# [Aim of the task]
Filter the entries that follow, copying every line in which the word "unreachable" appears.

# [Exercise data]
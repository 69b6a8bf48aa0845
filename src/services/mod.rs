pub mod advisory;
pub mod cart;
pub mod checkout;
pub mod identity;
pub mod orders;
pub mod payments;
pub mod reconciler;
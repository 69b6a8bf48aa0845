use chrono::{DateTime, Utc};
use rust_decimal::Decimal;
use sea_orm::entity::prelude::*;
use serde::{Deserialize, Serialize};
use uuid::Uuid;

/// Frozen snapshot of a cart line at draft-creation time. Presentation is
/// reduced to symbolic keys (`icon`, `gradient`); no renderable payload is
/// ever persisted.
#[derive(Clone, Debug, PartialEq, DeriveEntityModel, Serialize, Deserialize)]
#[sea_orm(table_name = "order_items")]
pub struct Model {
    #[sea_orm(primary_key, auto_increment = false)]
    pub id: Uuid,

    pub order_id: Uuid,

    /// Cart position this line was frozen from; keys the configuration map.
    pub position: i32,

    pub product_id: String,
    pub name: String,
    pub category: String,

    /// Display price, e.g. "€950" or the sentinel "Custom".
    pub price: String,

    /// Numeric price; absent for custom-quoted lines.
    pub price_value: Option<Decimal>,

    pub icon: Option<String>,
    pub gradient: Option<String>,

    pub created_at: DateTime<Utc>,
}

#[derive(Copy, Clone, Debug, EnumIter, DeriveRelation)]
pub enum Relation {
    #[sea_orm(
        belongs_to = "super::order::Entity",
        from = "Column::OrderId",
        to = "super::order::Column::Id"
    )]
    Order,
}

impl Related<super::order::Entity> for Entity {
    fn to() -> RelationDef {
        Relation::Order.def()
    }
}

impl ActiveModelBehavior for ActiveModel {}
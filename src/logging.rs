use tracing_subscriber::{fmt, layer::SubscriberExt, util::SubscriberInitExt, EnvFilter};

use crate::config::AppConfig;

/// Initializes the global tracing subscriber. `RUST_LOG` overrides the
/// configured level; `log_json` switches to structured JSON output.
pub fn init(config: &AppConfig) {
    let filter = EnvFilter::try_from_default_env()
        .unwrap_or_else(|_| EnvFilter::new(format!("studio_api={0},tower_http={0}", config.log_level)));

    let registry = tracing_subscriber::registry().with(filter);

    if config.log_json {
        registry.with(fmt::layer().json()).init();
    } else {
        registry.with(fmt::layer()).init();
    }
}
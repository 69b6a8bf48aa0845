use axum::{
    body::Bytes, extract::State, http::HeaderMap, response::IntoResponse, routing::post, Json,
    Router,
};
use serde_json::{json, Value};
use std::sync::Arc;
use tracing::warn;

use crate::errors::ServiceError;
use crate::services::payments::verify_signature;
use crate::services::reconciler::ReconcileOutcome;
use crate::AppState;

pub fn routes() -> Router<Arc<AppState>> {
    Router::new().route("/payments/webhook", post(payment_webhook))
}

/// Receives payment events from the payment collaborator. Answers 401 only
/// for signature failures and 5xx only when the order store is unreachable,
/// so the sender redelivers; every evaluated event answers 200 even when it
/// is skipped.
#[utoipa::path(
    post,
    path = "/api/v1/payments/webhook",
    request_body = String,
    responses(
        (status = 200, description = "Event evaluated"),
        (status = 401, description = "Invalid signature", body = crate::errors::ErrorResponse)
    ),
    tag = "Payments"
)]
pub async fn payment_webhook(
    State(state): State<Arc<AppState>>,
    headers: HeaderMap,
    body: Bytes,
) -> Result<impl IntoResponse, ServiceError> {
    let payment = &state.config.payment;
    if !verify_signature(
        &headers,
        &body,
        &payment.webhook_secret,
        payment.webhook_tolerance_secs,
    ) {
        warn!("payment webhook signature verification failed");
        return Err(ServiceError::SignatureInvalid);
    }

    // A signed-but-malformed body is not retryable; acknowledge and drop it.
    let event: Value = match serde_json::from_slice(&body) {
        Ok(event) => event,
        Err(e) => {
            warn!(error = %e, "payment webhook carried unparseable json");
            return Ok(Json(json!({ "received": true, "ignored": "invalid json" })));
        }
    };

    let outcome = state.services.reconciler.process(&event).await?;
    let body = match outcome {
        ReconcileOutcome::Applied => json!({ "received": true, "applied": true }),
        ReconcileOutcome::AlreadyApplied => json!({ "received": true, "applied": false }),
        ReconcileOutcome::Ignored(reason) => json!({ "received": true, "ignored": reason }),
    };
    Ok(Json(body))
}
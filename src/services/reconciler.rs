//! Server-side processor for payment-completion webhooks. Runs in a
//! different execution context than the checkout wizard; the order store is
//! the only coordination channel between the two.

use serde_json::Value;
use std::sync::Arc;
use tracing::{info, instrument, warn};
use uuid::Uuid;

use crate::errors::ServiceError;
use crate::services::orders::{OrderStore, Reconciliation};

/// The event type that flips a draft order to pending approval.
pub const COMPLETION_EVENT: &str = "checkout.session.completed";

/// How a webhook delivery was handled. Everything here is a successful
/// evaluation and answers 200; only signature failures (checked before the
/// reconciler runs) answer non-200.
#[derive(Debug, Clone, Copy, PartialEq, Eq)]
pub enum ReconcileOutcome {
    /// The order moved `draft -> pending_approval` and is now paid.
    Applied,
    /// Redelivery of an event already applied; no state change.
    AlreadyApplied,
    /// Evaluated and deliberately skipped (wrong event type, missing or
    /// unknown order).
    Ignored(&'static str),
}

pub struct OrderReconciler {
    store: Arc<dyn OrderStore>,
}

impl OrderReconciler {
    pub fn new(store: Arc<dyn OrderStore>) -> Self {
        Self { store }
    }

    /// Applies one verified payment event. Idempotent under redelivery: the
    /// store refuses to double-transition, and that refusal is reported as
    /// success. A store outage is the only error path, so the delivery gets
    /// retried by the payment collaborator.
    #[instrument(skip(self, event))]
    pub async fn process(&self, event: &Value) -> Result<ReconcileOutcome, ServiceError> {
        let event_type = event.get("type").and_then(Value::as_str).unwrap_or("");
        if event_type != COMPLETION_EVENT {
            info!(event_type, "ignoring non-completion payment event");
            return Ok(ReconcileOutcome::Ignored("not a completion event"));
        }

        let order_id = event
            .pointer("/data/object/metadata/order_id")
            .and_then(Value::as_str)
            .and_then(|raw| Uuid::parse_str(raw).ok());

        let Some(order_id) = order_id else {
            warn!("completion event carries no usable order id");
            return Ok(ReconcileOutcome::Ignored("missing order id"));
        };

        match self.store.mark_paid(order_id).await {
            Ok(Reconciliation::Applied) => Ok(ReconcileOutcome::Applied),
            Ok(Reconciliation::AlreadyApplied) => Ok(ReconcileOutcome::AlreadyApplied),
            // One malformed or stale event must not take down the receiver.
            Err(ServiceError::NotFound(_)) => {
                warn!(%order_id, "completion event for unknown order");
                Ok(ReconcileOutcome::Ignored("order not found"))
            }
            Err(e) => Err(e),
        }
    }
}

#[cfg(test)]
mod tests {
    use super::*;
    use crate::services::orders::DraftOrder;
    use async_trait::async_trait;
    use std::collections::HashSet;
    use std::sync::atomic::{AtomicUsize, Ordering};
    use std::sync::Mutex;

    /// Store scripted with one known draft order; counts real transitions.
    struct ScriptedStore {
        known: Uuid,
        transitions: AtomicUsize,
        paid: Mutex<HashSet<Uuid>>,
    }

    impl ScriptedStore {
        fn new(known: Uuid) -> Self {
            Self {
                known,
                transitions: AtomicUsize::new(0),
                paid: Mutex::new(HashSet::new()),
            }
        }
    }

    #[async_trait]
    impl OrderStore for ScriptedStore {
        async fn create_draft(&self, _draft: DraftOrder) -> Result<Uuid, ServiceError> {
            unreachable!("reconciler never creates drafts")
        }

        async fn mark_paid(&self, order_id: Uuid) -> Result<Reconciliation, ServiceError> {
            if order_id != self.known {
                return Err(ServiceError::NotFound(format!("Order {order_id} not found")));
            }
            let mut paid = self.paid.lock().unwrap();
            if paid.contains(&order_id) {
                return Ok(Reconciliation::AlreadyApplied);
            }
            paid.insert(order_id);
            self.transitions.fetch_add(1, Ordering::SeqCst);
            Ok(Reconciliation::Applied)
        }

        async fn submit_proposal(&self, _order_id: Uuid) -> Result<(), ServiceError> {
            unreachable!("reconciler never submits proposals")
        }
    }

    fn completion_event(order_id: Uuid) -> Value {
        serde_json::json!({
            "id": "evt_1",
            "type": COMPLETION_EVENT,
            "data": { "object": { "metadata": { "order_id": order_id.to_string() } } }
        })
    }

    #[tokio::test]
    async fn redelivery_transitions_exactly_once_and_still_succeeds() {
        let order_id = Uuid::new_v4();
        let store = Arc::new(ScriptedStore::new(order_id));
        let reconciler = OrderReconciler::new(store.clone());
        let event = completion_event(order_id);

        assert_eq!(
            reconciler.process(&event).await.unwrap(),
            ReconcileOutcome::Applied
        );
        assert_eq!(
            reconciler.process(&event).await.unwrap(),
            ReconcileOutcome::AlreadyApplied
        );
        assert_eq!(store.transitions.load(Ordering::SeqCst), 1);
    }

    #[tokio::test]
    async fn unknown_orders_are_ignored_without_error() {
        let store = Arc::new(ScriptedStore::new(Uuid::new_v4()));
        let reconciler = OrderReconciler::new(store.clone());

        let outcome = reconciler
            .process(&completion_event(Uuid::new_v4()))
            .await
            .unwrap();
        assert_eq!(outcome, ReconcileOutcome::Ignored("order not found"));
        assert_eq!(store.transitions.load(Ordering::SeqCst), 0);
    }

    #[tokio::test]
    async fn non_completion_events_are_ignored() {
        let store = Arc::new(ScriptedStore::new(Uuid::new_v4()));
        let reconciler = OrderReconciler::new(store.clone());

        let event = serde_json::json!({ "type": "charge.refunded" });
        assert_eq!(
            reconciler.process(&event).await.unwrap(),
            ReconcileOutcome::Ignored("not a completion event")
        );
    }

    #[tokio::test]
    async fn events_without_order_id_are_ignored() {
        let store = Arc::new(ScriptedStore::new(Uuid::new_v4()));
        let reconciler = OrderReconciler::new(store);

        let event = serde_json::json!({
            "type": COMPLETION_EVENT,
            "data": { "object": { "metadata": {} } }
        });
        assert_eq!(
            reconciler.process(&event).await.unwrap(),
            ReconcileOutcome::Ignored("missing order id")
        );
    }
}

# [Response]
/// for signature failures and 5xx only when the order store is unreachable,
            unreachable!("reconciler never creates drafts")
            unreachable!("reconciler never submits proposals")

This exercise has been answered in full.